Expanding the Diagnostic Toolbox for Complex Genetic Immune Disorders.

Abstract

Laboratory-based immunology evaluation is essential to the diagnostic work-up of patients with complex immune disorders, and is as essential, if not more so, depending on the context, than genetic testing, as it enables identification of aberrant pathways amenable to therapeutic intervention, and clarifies variants of uncertain significance. There have been considerable advances in techniques and instrumentation in the clinical laboratory, in the past two decades, though there are still "miles to go". One of the goals of the clinical laboratory is to ensure advanced diagnostic testing is widely accessible to physicians and thus patients, through reference laboratories, particularly in the context of academic medical centers. This ensures a greater likelihood of translating research discoveries into the diagnostic laboratory, based on patient care needs, rather than a sole emphasis on commercial utility.

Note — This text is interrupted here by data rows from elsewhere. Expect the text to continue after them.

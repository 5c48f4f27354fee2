//! Hyperlens command-line launcher
//!
//! - **One-shot commands**: `discover`, `inspect`, `export` run one engine
//!   call each; Ctrl-C cancels the engine process group and exits 130
//! - **Interactive browser**: `interactive` chains discover, inspect and export
//! - **Web service**: `serve` runs the upload API until Ctrl-C or SIGTERM

use anyhow::{Context, Result};
use clap::{Parser, Subcommand};
use hyperlens::shaping::ExportFormat;
use hyperlens_logging::{init_logging, ConsoleMode, LogConfig};
use hyperlens_protocol::{ConfigError, HyperlensConfig};
use std::path::PathBuf;
use std::process::ExitCode;

mod cli;

use cli::context::EXIT_INTERRUPTED;
use cli::error::{is_interrupted, print_json_error, render};
use cli::CommandContext;

#[derive(Parser, Debug)]
#[command(
    name = "hyperlens",
    version,
    about = "Inspect and export Tableau .hyper extracts"
)]
struct Cli {
    /// Enable verbose logging (info/debug to stderr)
    #[arg(short = 'v', long, global = true)]
    verbose: bool,

    /// Inspection engine executable (overrides config and HYPERLENS_ENGINE)
    #[arg(long, global = true)]
    engine: Option<PathBuf>,

    #[command(subcommand)]
    command: Commands,
}

#[derive(Subcommand, Debug)]
enum Commands {
    /// List .hyper files in a directory
    Discover {
        /// Directory to search
        #[arg(default_value = ".")]
        directory: PathBuf,

        /// Output as JSON
        #[arg(long)]
        json: bool,
    },

    /// Show schemas, tables, row counts and sample rows of a .hyper file
    Inspect {
        /// File to inspect
        file: PathBuf,

        /// Output as JSON
        #[arg(long)]
        json: bool,
    },

    /// Export table data as JSON or CSV
    Export {
        /// File to export
        file: PathBuf,

        /// Write to this file instead of stdout
        #[arg(short, long)]
        output: Option<PathBuf>,

        /// Only the first 5 rows of each table (wins over --max-rows)
        #[arg(long)]
        sample: bool,

        /// Maximum rows per table
        #[arg(long, allow_hyphen_values = true)]
        max_rows: Option<String>,

        /// Output format
        #[arg(short, long, value_enum, default_value_t = ExportFormat::Json)]
        format: ExportFormat,
    },

    /// Browse a directory and inspect or export files from prompts
    Interactive {
        /// Directory to browse
        #[arg(default_value = ".")]
        directory: PathBuf,
    },

    /// Run the HTTP upload service
    Serve {
        /// Address to listen on (e.g. 127.0.0.1:3000)
        #[arg(long)]
        bind: Option<String>,

        /// Directory for staged uploads
        #[arg(long)]
        staging_dir: Option<PathBuf>,
    },

    /// Show resolved paths and settings
    Config(cli::config::ConfigArgs),
}

impl Commands {
    fn wants_json(&self) -> bool {
        match self {
            Commands::Discover { json, .. } | Commands::Inspect { json, .. } => *json,
            Commands::Config(args) => args.json,
            _ => false,
        }
    }

    fn is_long_running(&self) -> bool {
        matches!(self, Commands::Serve { .. })
    }
}

fn main() -> ExitCode {
    let cli = Cli::parse();
    let json_mode = cli.command.wants_json();

    let console = if cli.verbose || cli.command.is_long_running() {
        ConsoleMode::Full
    } else {
        ConsoleMode::Quiet
    };
    let config = HyperlensConfig::load();
    let logging = config
        .as_ref()
        .map(|c| c.logging.clone())
        .unwrap_or_default();
    if let Err(err) = init_logging(LogConfig {
        app_name: "hyperlens",
        console,
        log_dir: None,
        settings: &logging,
    }) {
        eprintln!("Warning: failed to initialize logging: {:#}", err);
    }

    match run_command(cli, config) {
        Ok(()) => ExitCode::SUCCESS,
        Err(err) if is_interrupted(&err) => {
            eprintln!("Interrupted");
            ExitCode::from(EXIT_INTERRUPTED)
        }
        Err(err) => {
            if json_mode {
                print_json_error(&err);
            }
            eprint!("{}", render(&err));
            ExitCode::from(1)
        }
    }
}

fn run_command(cli: Cli, config: Result<HyperlensConfig, ConfigError>) -> Result<()> {
    let mut config = config?;
    config.apply_overrides(cli.engine, None, None);

    let runtime = tokio::runtime::Builder::new_multi_thread()
        .enable_all()
        .build()
        .context("Failed to start async runtime")?;

    runtime.block_on(async move {
        let ctx = CommandContext::new(config);
        if !cli.command.is_long_running() {
            ctx.cancel_on_ctrl_c();
        }

        match cli.command {
            Commands::Discover { directory, json } => {
                cli::discover::run(cli::discover::DiscoverArgs { directory, json }, &ctx).await
            }
            Commands::Inspect { file, json } => {
                cli::inspect::run(cli::inspect::InspectArgs { file, json }, &ctx).await
            }
            Commands::Export {
                file,
                output,
                sample,
                max_rows,
                format,
            } => {
                let args = cli::export::ExportArgs {
                    file,
                    output,
                    sample,
                    max_rows,
                    format,
                };
                cli::export::run(args, &ctx).await
            }
            Commands::Interactive { directory } => {
                let args = cli::interactive::InteractiveArgs { directory };
                cli::interactive::run(args, &ctx).await
            }
            Commands::Serve { bind, staging_dir } => {
                let args = cli::serve::ServeArgs { bind, staging_dir };
                cli::serve::run(args, ctx.config).await
            }
            Commands::Config(args) => cli::config::run(args, &ctx.config),
        }
    })
}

However, these advances are under threat from burdensome regulatory oversight that can compromise, at best, and curtail, at worst, the ability to rapidly diagnose rare immune disorders and ensure delivery of precision medicine. This review discusses the clinical utility of diagnostic immunology tools, beyond cellular immunophenotyping of lymphocyte subsets, which can be used in conjunction with clinical and other laboratory data for diagnosis as well as monitoring of therapeutic response in patients with genetic immunological diseases.